Two inseparable principles

when I was seven, my family went to Disney land. it was a huge surpise to me. and at first i loved it, we road tripped and had a flat tire somewhere in the Mojave desert, I remember being sleepy but concerned. my mom simply had to say that my older brothers richard and jared were working on it and we would be ok, that was enough to make me happily fall back to sleep with that cold window on the other side of my favorite pillow. 

there was real fear in all of our hearts when we finally arrived at the motel we would be sleeping in for the week. as we approached our room we saw our light was on, and through the window we saw a man sleeping on the bed. i dont remember how but we learned it was my father who was flying in to meet us after a business trip. 

some time after magic mountain, but before the indiana jones ride and the Mainstreet Electrical parade.  i got home sick. my mom said it was the first case of homesickness for the actual place. i missed the familiar bed, and i missed the big oak trees in my back yard, or the even bigger oak trees that line mainstreet in my hometown of farmington to this day. i missed the warm fragrant early summer air in my back yard. 

now, as an adult looking back on this memory. i regret not cherishing my last family vacation with my beautiful sister Amber. I will never be able to revisit the opportunity i lost to get to know my brother richard before his mission.

my place is Farmington, this is the city my Great Great grandfather helped build when he was stranded here nearly 200 years ago. this is the city my grandfather brought his youngest children too when his house was lost to eminent domain. this is the city i where i bought my first house, which is the house my mother met my father in. 

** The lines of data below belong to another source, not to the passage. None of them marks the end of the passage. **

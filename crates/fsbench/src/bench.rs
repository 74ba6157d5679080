//! The timing protocol: mount, warm up, measure, unmount.

use crate::config::BenchConfig;
use crate::error::Result;
use crate::measurement::Measurement;
use crate::mount::Launcher;
use crate::workload::WorkloadRunner;

/// Runs a single benchmark configuration end to end.
///
/// Order is fixed: warmup completes before the timed run, and a parallel
/// timed run completes before its sequential baseline starts. The mount is
/// torn down before the measurement is returned; on error the guard's drop
/// handles it instead.
pub struct BenchmarkRunner {
    config: BenchConfig,
    launcher: Launcher,
    workload: WorkloadRunner,
}

impl BenchmarkRunner {
    pub fn new(config: BenchConfig) -> Self {
        let launcher = Launcher::new(&config.tools);
        let workload = WorkloadRunner::new(config.tools.fsops.clone());
        Self {
            config,
            launcher,
            workload,
        }
    }

    pub fn run(&self) -> Result<Measurement> {
        let fs = self.config.filesystem;
        let spec = &self.config.workload;
        let parallel = self.config.parallel;

        let mount = self.launcher.start(fs, &self.config.mount_options)?;

        self.workload.warmup(spec, fs)?;

        let elapsed_secs = self.workload.run(spec, fs, parallel)?.as_secs_f64();
        tracing::info!(
            "{fs}: {} kiters of {} ({}) in {elapsed_secs:.3}s",
            spec.kiters,
            spec.operation,
            if parallel { "parallel" } else { "sequential" }
        );

        let seq_secs = if parallel {
            let secs = self.workload.run(spec, fs, false)?.as_secs_f64();
            tracing::info!("{fs}: sequential baseline in {secs:.3}s");
            secs
        } else {
            elapsed_secs
        };

        mount.stop()?;

        Ok(Measurement {
            fs_ident: fs.ident,
            mount_options: self.config.mount_options,
            workload: *spec,
            parallel,
            elapsed_secs,
            seq_secs,
        })
    }
}
//! Resolved configuration for a single benchmark invocation.

use crate::mount::MountOptions;
use crate::registry::Filesystem;
use crate::workload::WorkloadSpec;
use std::path::PathBuf;
use std::time::Duration;

/// Default workload generator executable.
pub const DEFAULT_FSOPS: &str = "fsops";

/// Default unmount utility.
pub const DEFAULT_FUSERMOUNT: &str = "fusermount";

/// Default limit on waiting for a FUSE mount to appear.
pub const DEFAULT_MOUNT_TIMEOUT: Duration = Duration::from_secs(10);

/// Interval between mount readiness checks.
pub const DEFAULT_POLL_INTERVAL: Duration = Duration::from_millis(50);

/// External executables and timing knobs.
#[derive(Debug, Clone)]
pub struct Tools {
    /// Workload generator, invoked as `<fsops> <op> <path> <kiters>`.
    pub fsops: PathBuf,
    /// Unmount utility, invoked as `<fusermount> -u <dir>`.
    pub fusermount: PathBuf,
    pub mount_timeout: Duration,
    pub poll_interval: Duration,
}

impl Default for Tools {
    fn default() -> Self {
        Self {
            fsops: PathBuf::from(DEFAULT_FSOPS),
            fusermount: PathBuf::from(DEFAULT_FUSERMOUNT),
            mount_timeout: DEFAULT_MOUNT_TIMEOUT,
            poll_interval: DEFAULT_POLL_INTERVAL,
        }
    }
}

/// Everything needed to run one measurement.
#[derive(Debug, Clone)]
pub struct BenchConfig {
    pub filesystem: &'static Filesystem,
    pub mount_options: MountOptions,
    pub workload: WorkloadSpec,
    /// Run two workload processes concurrently.
    pub parallel: bool,
    pub tools: Tools,
}
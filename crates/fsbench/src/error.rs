//! Error taxonomy for the harness.
//!
//! Every failure is terminal. The variants only exist so the driver can tell
//! bad input apart from a misbehaving subprocess when choosing an exit code.

use std::path::PathBuf;
use std::process::ExitStatus;
use thiserror::Error;

/// Exit codes returned by the `fsbench` binary.
pub mod exit_code {
    /// Benchmark completed and row(s) were printed.
    pub const SUCCESS: u8 = 0;
    /// A subprocess failed or another runtime error occurred.
    pub const FAILURE: u8 = 1;
    /// Bad or missing command-line input.
    pub const USAGE: u8 = 2;
    /// Interrupted by SIGINT/SIGTERM (128 + 2).
    pub const INTERRUPTED: u8 = 130;
}

/// Errors raised while setting up or running a benchmark.
#[derive(Debug, Error)]
pub enum BenchError {
    /// No filesystem identifier was given.
    #[error("missing file system choice")]
    MissingFilesystem,

    /// The identifier is not in the registry.
    #[error("unknown filesystem identifier {ident} (expected one of: {known})")]
    UnknownFilesystem { ident: String, known: String },

    /// A subprocess could not be started at all.
    #[error("could not run {program}: {source}")]
    Spawn {
        program: String,
        #[source]
        source: std::io::Error,
    },

    /// The workload generator exited unsuccessfully.
    #[error("could not run {program}: {status}")]
    Workload { program: String, status: ExitStatus },

    /// The filesystem process exited unsuccessfully before the mount came up.
    #[error("filesystem {program} failed to mount: {status}")]
    MountLaunch { program: String, status: ExitStatus },

    /// SIGINT/SIGTERM arrived while waiting on a subprocess.
    #[error("interrupted")]
    Interrupted,

    /// The unmount utility exited unsuccessfully.
    #[error("could not unmount {}: {status}", .dir.display())]
    Unmount { dir: PathBuf, status: ExitStatus },
}

impl BenchError {
    /// True for errors caused by bad command-line input.
    pub fn is_usage(&self) -> bool {
        matches!(
            self,
            Self::MissingFilesystem | Self::UnknownFilesystem { .. }
        )
    }

    /// Exit code the binary should terminate with for this error.
    pub fn exit_code(&self) -> u8 {
        if self.is_usage() {
            exit_code::USAGE
        } else if matches!(self, Self::Interrupted) {
            exit_code::INTERRUPTED
        } else {
            exit_code::FAILURE
        }
    }

    pub(crate) fn spawn(program: impl Into<String>, source: std::io::Error) -> Self {
        Self::Spawn {
            program: program.into(),
            source,
        }
    }
}

/// Convenience alias for results carrying a [`BenchError`].
pub type Result<T, E = BenchError> = std::result::Result<T, E>;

my place is as a son of Joseph and debera Kennard. a brother to 6 of the best humans i have ever known. i belong in the love of my mother in law Annette davis, and i am in a new home that is all my own, and held together by my unbreakable bond to Cassi Kennard. 

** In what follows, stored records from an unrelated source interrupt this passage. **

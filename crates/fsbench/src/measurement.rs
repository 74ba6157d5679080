//! The single data point produced per invocation.

use crate::mount::MountOptions;
use crate::workload::WorkloadSpec;

/// Timings for one benchmark configuration.
#[derive(Debug, Clone, PartialEq)]
pub struct Measurement {
    pub fs_ident: &'static str,
    pub mount_options: MountOptions,
    pub workload: WorkloadSpec,
    /// Whether `elapsed_secs` covers two concurrent generators.
    pub parallel: bool,
    pub elapsed_secs: f64,
    /// A true sequential run; equal to `elapsed_secs` when not parallel.
    pub seq_secs: f64,
}

impl Measurement {
    /// Throughput of the parallel run relative to the sequential baseline.
    ///
    /// The parallel run performs twice the work, hence the factor of two.
    pub fn speedup(&self) -> f64 {
        2.0 * self.seq_secs / self.elapsed_secs
    }

    /// Microseconds per operation of the measured run.
    pub fn micros_per_op(&self) -> f64 {
        self.elapsed_secs / f64::from(self.workload.kiters) * 1000.0
    }

    /// The same configuration reported as if it had run sequentially.
    #[must_use]
    pub fn sequential_equivalent(&self) -> Self {
        Self {
            parallel: false,
            elapsed_secs: self.seq_secs,
            ..self.clone()
        }
    }
}
// Copyright (c) 2025 Dimitris Kafetzis
//
// Licensed under the MIT License.
// See LICENSE file in the project root for full license information.
//
// SPDX-License-Identifier: MIT

//! Error types for the shared namespace and the report wire format.

/// Errors from the shared key-value namespace.
#[derive(Debug, thiserror::Error)]
pub enum StoreError {
    /// A transaction commit lost the optimistic-concurrency race. The
    /// retry machinery consumes this; callers normally never see it.
    #[error("transaction commit conflict")]
    Conflict,

    /// The commit retry budget ran out.
    #[error("transaction retry limit exceeded after {attempts} attempts")]
    RetriesExhausted { attempts: u32 },

    /// The backing store failed outright.
    #[error("store failure in {op} on {path}: {detail}")]
    Backend {
        op: &'static str,
        path: String,
        detail: String,
    },
}

impl StoreError {
    pub fn backend(op: &'static str, path: impl Into<String>, detail: impl Into<String>) -> Self {
        StoreError::Backend {
            op,
            path: path.into(),
            detail: detail.into(),
        }
    }
}

/// Errors parsing a guest report blob. Any of these unmanages the domain.
#[derive(Debug, thiserror::Error, PartialEq, Eq)]
pub enum ReportError {
    #[error("unsupported report version {0:?}")]
    BadVersion(Option<char>),

    #[error("report is missing required field \"{0}\"")]
    MissingField(&'static str),

    #[error("report field \"{field}\" has invalid value {value:?}")]
    BadField { field: &'static str, value: String },

    #[error("report action is {0:?}, expected \"report\"")]
    BadAction(String),
}
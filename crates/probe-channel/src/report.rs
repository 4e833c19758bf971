// Copyright (c) 2025 Dimitris Kafetzis
//
// Licensed under the MIT License.
// See LICENSE file in the project root for full license information.
//
// SPDX-License-Identifier: MIT

//! Guest report wire format.
//!
//! A probe publishes newline-delimited `key: value` text; the first line is
//! a single-character format version, currently `A`:
//!
//! ```text
//! A
//! action: report
//! progname: memprobed
//! progversion: 0.1
//! seq: 12
//! kb: 500
//! kbsec: 100
//! freepct: 5.0
//! ```
//!
//! A malformed or wrong-version report is a hard error; the registry
//! responds by unmanaging the reporting domain.

use crate::ReportError;
use std::collections::HashMap;

/// The current report format version line.
pub const REPORT_VERSION: char = 'A';

/// One parsed guest report.
#[derive(Debug, Clone, PartialEq, serde::Serialize)]
pub struct GuestReport {
    pub progname: Option<String>,
    pub progversion: Option<String>,
    /// Probe-side sequence number.
    pub seq: Option<u64>,
    /// KB mapped in since the previous report.
    pub kb: Option<u64>,
    /// Data map-in rate, KB/s.
    pub kbsec: u64,
    /// Guest free memory percentage, 0..100.
    pub freepct: f64,
}

impl GuestReport {
    /// Parses a raw report blob.
    pub fn parse(raw: &str) -> Result<GuestReport, ReportError> {
        let mut lines = raw.lines();

        match lines.next() {
            Some(v) if v == REPORT_VERSION.to_string().as_str() => {}
            Some(v) => return Err(ReportError::BadVersion(v.chars().next())),
            None => return Err(ReportError::BadVersion(None)),
        }

        let mut kv: HashMap<&str, &str> = HashMap::new();
        for line in lines {
            let Some((key, value)) = line.split_once(':') else {
                continue;
            };
            kv.insert(key.trim(), value.trim());
        }

        match kv.get("action") {
            Some(&"report") => {}
            Some(other) => return Err(ReportError::BadAction((*other).to_string())),
            None => return Err(ReportError::MissingField("action")),
        }

        let kbsec = parse_u64_field(&kv, "kbsec")?.ok_or(ReportError::MissingField("kbsec"))?;
        let freepct = match kv.get("freepct") {
            Some(v) => v.parse::<f64>().map_err(|_| ReportError::BadField {
                field: "freepct",
                value: (*v).to_string(),
            })?,
            None => return Err(ReportError::MissingField("freepct")),
        };

        Ok(GuestReport {
            progname: kv.get("progname").map(|s| s.to_string()),
            progversion: kv.get("progversion").map(|s| s.to_string()),
            seq: parse_u64_field(&kv, "seq")?,
            kb: parse_u64_field(&kv, "kb")?,
            kbsec,
            freepct,
        })
    }
}

fn parse_u64_field(
    kv: &HashMap<&str, &str>,
    field: &'static str,
) -> Result<Option<u64>, ReportError> {
    match kv.get(field) {
        None => Ok(None),
        Some(v) => v
            .parse::<u64>()
            .map(Some)
            .map_err(|_| ReportError::BadField {
                field,
                value: (*v).to_string(),
            }),
    }
}

#[cfg(test)]
mod tests {
    use super::*;

    const SAMPLE: &str = "\
A
action: report
progname: memprobed
progversion: 0.1
seq: 12
kb: 500
kbsec: 100
freepct: 5.0
";

    #[test]
    fn test_parse_full_report() {
        let r = GuestReport::parse(SAMPLE).unwrap();
        assert_eq!(r.progname.as_deref(), Some("memprobed"));
        assert_eq!(r.seq, Some(12));
        assert_eq!(r.kb, Some(500));
        assert_eq!(r.kbsec, 100);
        assert!((r.freepct - 5.0).abs() < 1e-9);
    }

    #[test]
    fn test_parse_minimal_report() {
        let r = GuestReport::parse("A\naction: report\nkbsec: 0\nfreepct: 100\n").unwrap();
        assert_eq!(r.kbsec, 0);
        assert!((r.freepct - 100.0).abs() < 1e-9);
        assert_eq!(r.seq, None);
    }

    #[test]
    fn test_wrong_version() {
        assert_eq!(
            GuestReport::parse("B\naction: report\nkbsec: 1\nfreepct: 0\n"),
            Err(ReportError::BadVersion(Some('B')))
        );
        assert_eq!(GuestReport::parse(""), Err(ReportError::BadVersion(None)));
    }

    #[test]
    fn test_wrong_action() {
        assert!(matches!(
            GuestReport::parse("A\naction: hello\nkbsec: 1\nfreepct: 0\n"),
            Err(ReportError::BadAction(_))
        ));
    }

    #[test]
    fn test_missing_fields() {
        assert_eq!(
            GuestReport::parse("A\naction: report\nfreepct: 0\n"),
            Err(ReportError::MissingField("kbsec"))
        );
        assert_eq!(
            GuestReport::parse("A\naction: report\nkbsec: 1\n"),
            Err(ReportError::MissingField("freepct"))
        );
    }

    #[test]
    fn test_bad_numeric() {
        assert!(matches!(
            GuestReport::parse("A\naction: report\nkbsec: fast\nfreepct: 0\n"),
            Err(ReportError::BadField { field: "kbsec", .. })
        ));
    }

    #[test]
    fn test_unknown_keys_ignored() {
        let r =
            GuestReport::parse("A\naction: report\nkbsec: 7\nfreepct: 1\nfuture_key: x\n").unwrap();
        assert_eq!(r.kbsec, 7);
    }
}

I wont always be standing infront of magic mountain with my brothers and sisters, or walking down Mainstreet in farmington with my mom learning about my families connection to my city. i cant always be sitting at The davis family kitchen table or even spending every evening with my best friend and wife. it has only taken me 30 years to realize it, but i finally realize what it means when they say, home is where the heart is. 

my home is in the farmington cemetery, and its also on mainstreet of disneyland in 1997 and it is at my grandparents house that i remodeled with my wife. my home is in the vacation house in Hurricane utah. my home is in oregon with richard. and it is defenently in the home my parents have lived at for the last 27 years. no matter where life takes all the beautiful people i love, it is with them that my home will be. it is there that i will belong.

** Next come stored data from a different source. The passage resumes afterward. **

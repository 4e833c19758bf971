// Copyright (c) 2025 Dimitris Kafetzis
//
// Licensed under the MIT License.
// See LICENSE file in the project root for full license information.
//
// SPDX-License-Identifier: MIT

//! An in-memory host for tests and development mode.
//!
//! [`SimHost`] models the one property of the real mechanism that the
//! engine's enact phase depends on: resizes are asynchronous. A domain's
//! physical allocation moves toward its target in steps, one step per
//! accounting poll, so `wait_free_memory` and the expansion loop see free
//! memory trickle in rather than jump.
//!
//! Simulated time advances 100 ms per wait-poll; the wait methods never
//! sleep for real, keeping tests fast.

use crate::{Alive, DomainFlags, DomainId, HostError, HostGate, HostInfo};
use std::cell::RefCell;
use std::collections::{BTreeMap, HashMap};

/// One simulated domain.
#[derive(Debug, Clone)]
pub struct SimDomain {
    pub id: DomainId,
    /// Physical allocation right now, guest + videoram + private scale (KB).
    pub cur_kb: u64,
    /// Resize target on the guest + videoram scale (KB).
    pub target_kb: u64,
    /// Videoram portion of the target (KB).
    pub videoram_kb: u64,
    /// Hypervisor private data charged to the domain (KB).
    pub xen_data_kb: u64,
    pub flags: DomainFlags,
    /// Seconds since the current incarnation started; −1 when unknown.
    pub uptime_secs: i64,
    /// Build-config blob, if one was recorded.
    pub build_config: Option<String>,
}

impl SimDomain {
    pub fn new(id: DomainId, cur_kb: u64) -> Self {
        Self {
            id,
            cur_kb,
            target_kb: cur_kb,
            videoram_kb: 0,
            xen_data_kb: 0,
            flags: DomainFlags {
                running: true,
                ..Default::default()
            },
            uptime_secs: 3600,
            build_config: None,
        }
    }

    fn goal_total_kb(&self) -> u64 {
        self.target_kb + self.xen_data_kb
    }
}

#[derive(Debug)]
struct SimState {
    physical_kb: u64,
    slack_kb: u64,
    /// Memory used by anything the daemon does not manage.
    other_used_kb: u64,
    privileged_min_kb: u64,
    /// Per balloon step, how much one domain can move toward its target.
    balloon_step_kb: u64,
    domains: BTreeMap<DomainId, SimDomain>,
    sim_time_ms: i64,
}

impl SimState {
    fn free_kb(&self) -> u64 {
        let used: u64 = self.domains.values().map(|d| d.cur_kb).sum();
        self.physical_kb
            .saturating_sub(used)
            .saturating_sub(self.other_used_kb)
    }

    /// Moves every domain one balloon step toward its goal. Expansion only
    /// proceeds while free memory remains.
    fn step_balloons(&mut self) {
        let mut free = self.free_kb();
        let step = self.balloon_step_kb;
        for dom in self.domains.values_mut() {
            let goal = dom.goal_total_kb();
            if dom.cur_kb > goal {
                let delta = (dom.cur_kb - goal).min(step);
                dom.cur_kb -= delta;
                free += delta;
            } else if dom.cur_kb < goal {
                let delta = (goal - dom.cur_kb).min(step).min(free);
                dom.cur_kb += delta;
                free -= delta;
            }
        }
    }
}

/// The simulated host. Interior mutability keeps the [`HostGate`] methods
/// `&self`; the daemon is single-threaded.
#[derive(Debug)]
pub struct SimHost {
    state: RefCell<SimState>,
}

impl SimHost {
    pub fn new(physical_kb: u64, slack_kb: u64) -> Self {
        Self {
            state: RefCell::new(SimState {
                physical_kb,
                slack_kb,
                other_used_kb: 0,
                privileged_min_kb: 512 * 1024,
                balloon_step_kb: 256 * 1024,
                domains: BTreeMap::new(),
                sim_time_ms: 0,
            }),
        }
    }

    pub fn add_domain(&self, dom: SimDomain) {
        self.state.borrow_mut().domains.insert(dom.id, dom);
    }

    pub fn remove_domain(&self, id: DomainId) {
        self.state.borrow_mut().domains.remove(&id);
    }

    /// Claims memory outside the daemon's control (a freshly launched VM,
    /// a manual resize). Shrinks the free pool immediately.
    pub fn claim_external(&self, kb: u64) {
        self.state.borrow_mut().other_used_kb += kb;
    }

    pub fn release_external(&self, kb: u64) {
        let mut s = self.state.borrow_mut();
        s.other_used_kb = s.other_used_kb.saturating_sub(kb);
    }

    pub fn set_privileged_min(&self, kb: u64) {
        self.state.borrow_mut().privileged_min_kb = kb;
    }

    pub fn set_balloon_step(&self, kb: u64) {
        self.state.borrow_mut().balloon_step_kb = kb;
    }

    /// Runs balloon movement to completion.
    pub fn settle(&self) {
        let mut s = self.state.borrow_mut();
        loop {
            let before: Vec<u64> = s.domains.values().map(|d| d.cur_kb).collect();
            s.step_balloons();
            let after: Vec<u64> = s.domains.values().map(|d| d.cur_kb).collect();
            if before == after {
                break;
            }
        }
    }

    /// Reads one domain back, for test assertions.
    pub fn domain(&self, id: DomainId) -> Option<SimDomain> {
        self.state.borrow().domains.get(&id).cloned()
    }

    pub fn set_flags(&self, id: DomainId, flags: DomainFlags) {
        if let Some(d) = self.state.borrow_mut().domains.get_mut(&id) {
            d.flags = flags;
        }
    }

    pub fn set_uptime(&self, id: DomainId, secs: i64) {
        if let Some(d) = self.state.borrow_mut().domains.get_mut(&id) {
            d.uptime_secs = secs;
        }
    }
}

impl HostGate for SimHost {
    fn page_size_kb(&self) -> u64 {
        4
    }

    fn enumerate_domains(&self) -> Result<Vec<DomainId>, HostError> {
        Ok(self.state.borrow().domains.keys().copied().collect())
    }

    fn collect_info(&self) -> Result<HashMap<DomainId, HostInfo>, HostError> {
        let mut s = self.state.borrow_mut();
        s.step_balloons();
        let page = 4;
        Ok(s.domains
            .values()
            .map(|d| {
                (
                    d.id,
                    HostInfo {
                        domain_id: d.id,
                        tot_pages: d.cur_kb / page,
                        outstanding_pages: 0,
                        flags: d.flags,
                    },
                )
            })
            .collect())
    }

    fn domain_info(&self, id: DomainId) -> Result<Option<HostInfo>, HostError> {
        Ok(self.collect_info()?.remove(&id))
    }

    fn domain_alive(&self, id: DomainId) -> Alive {
        if self.state.borrow().domains.contains_key(&id) {
            Alive::Yes
        } else {
            Alive::No
        }
    }

    fn domain_uptime(&self, id: DomainId) -> i64 {
        if id == crate::gate::PRIVILEGED_DOMAIN {
            return -1;
        }
        self.state
            .borrow()
            .domains
            .get(&id)
            .map(|d| d.uptime_secs)
            .unwrap_or(-1)
    }

    fn fetch_build_config(&self, id: DomainId) -> Result<Option<String>, HostError> {
        Ok(self
            .state
            .borrow()
            .domains
            .get(&id)
            .and_then(|d| d.build_config.clone()))
    }

    fn set_memory_target(&self, id: DomainId, kb: u64) -> Result<(), HostError> {
        let mut s = self.state.borrow_mut();
        match s.domains.get_mut(&id) {
            Some(d) => {
                d.target_kb = kb;
                Ok(())
            }
            None => Err(HostError::DomainGone(id)),
        }
    }

    fn get_target(&self, id: DomainId) -> i64 {
        match self.state.borrow().domains.get(&id) {
            Some(d) => (d.target_kb - d.videoram_kb) as i64,
            None => -1,
        }
    }

    fn free_memory(&self) -> Result<u64, HostError> {
        Ok(self.state.borrow().free_kb())
    }

    fn free_slack(&self) -> Result<u64, HostError> {
        Ok(self.state.borrow().slack_kb)
    }

    fn physical_memory(&self) -> Result<u64, HostError> {
        Ok(self.state.borrow().physical_kb)
    }

    fn privileged_minsize(&self) -> Result<u64, HostError> {
        Ok(self.state.borrow().privileged_min_kb)
    }

    fn wait_free_memory(&self, target_kb: u64, timeout_ms: i64) -> Result<u64, HostError> {
        let deadline = self.state.borrow().sim_time_ms + timeout_ms;
        loop {
            let free = {
                let mut s = self.state.borrow_mut();
                s.step_balloons();
                s.sim_time_ms += 100;
                s.free_kb()
            };
            if free >= target_kb {
                return Ok(free);
            }
            if self.state.borrow().sim_time_ms >= deadline {
                return Ok(free);
            }
        }
    }

    fn wait_free_memory_stable(&self, timeout_ms: i64) -> Result<u64, HostError> {
        let deadline = self.state.borrow().sim_time_ms + timeout_ms;
        let mut prev = None;
        let mut matches = 0;
        loop {
            let free = {
                let mut s = self.state.borrow_mut();
                s.step_balloons();
                s.sim_time_ms += 100;
                s.free_kb()
            };
            if prev == Some(free) {
                matches += 1;
            } else {
                matches = 1;
            }
            prev = Some(free);
            if matches >= 5 {
                return Ok(free);
            }
            if self.state.borrow().sim_time_ms >= deadline {
                tracing::error!(timeout_ms, "domain memory movement did not stabilise");
                return Ok(free);
            }
        }
    }
}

"Residence as well as family members are two inseparable principles that supply significant experiences that aid form and also create an individual. The home is typically construed as the resultant connection of individuals that have special sense of belongingness dwelling in a house."

Friday, September 25, 2020

"He picked up the lemons that fate sent him, and started a lemonade stand."

its been a minute.
I have been gone for way too long. I started my third sememster of school. the world literally caught on fire. and i am just tired folks. I could feel myself sinking into an incredibly dark place. I found myself feeling so helpless about so many things that i wished i could influence and change for the better, or at least what i think would be better, and then the following idea came to me. 

When life gives you lemons. 

Everyone has heard this phrase. It originated when the Writer Elbert Hubbard wrote an obituary for a comedian and Actor Marshall Pinckney Wilder who was a little person, and an incredible person. Seriously, follow this link and read about him, then come back and read the rest of this. I dont know if there is someone more fitting to have this phrase written about. Anyways, here is the real quote “he picked up the lemons that fate sent him, and started a lemonade stand”

So here is the idea. Life or fate or God has given the whole world a barrel full of lemons. So i want to start a club, if you will that hopes to give 2020 and all of its problems, and any other problems the bird! it is incredibly over used, but there is a famous quote that says we should be the change we want to see in the world. starting with a food and money drive for the utah food bank on 10/12/2020. lets make a difference!

Lets make the best damn lemonade the world has ever seen!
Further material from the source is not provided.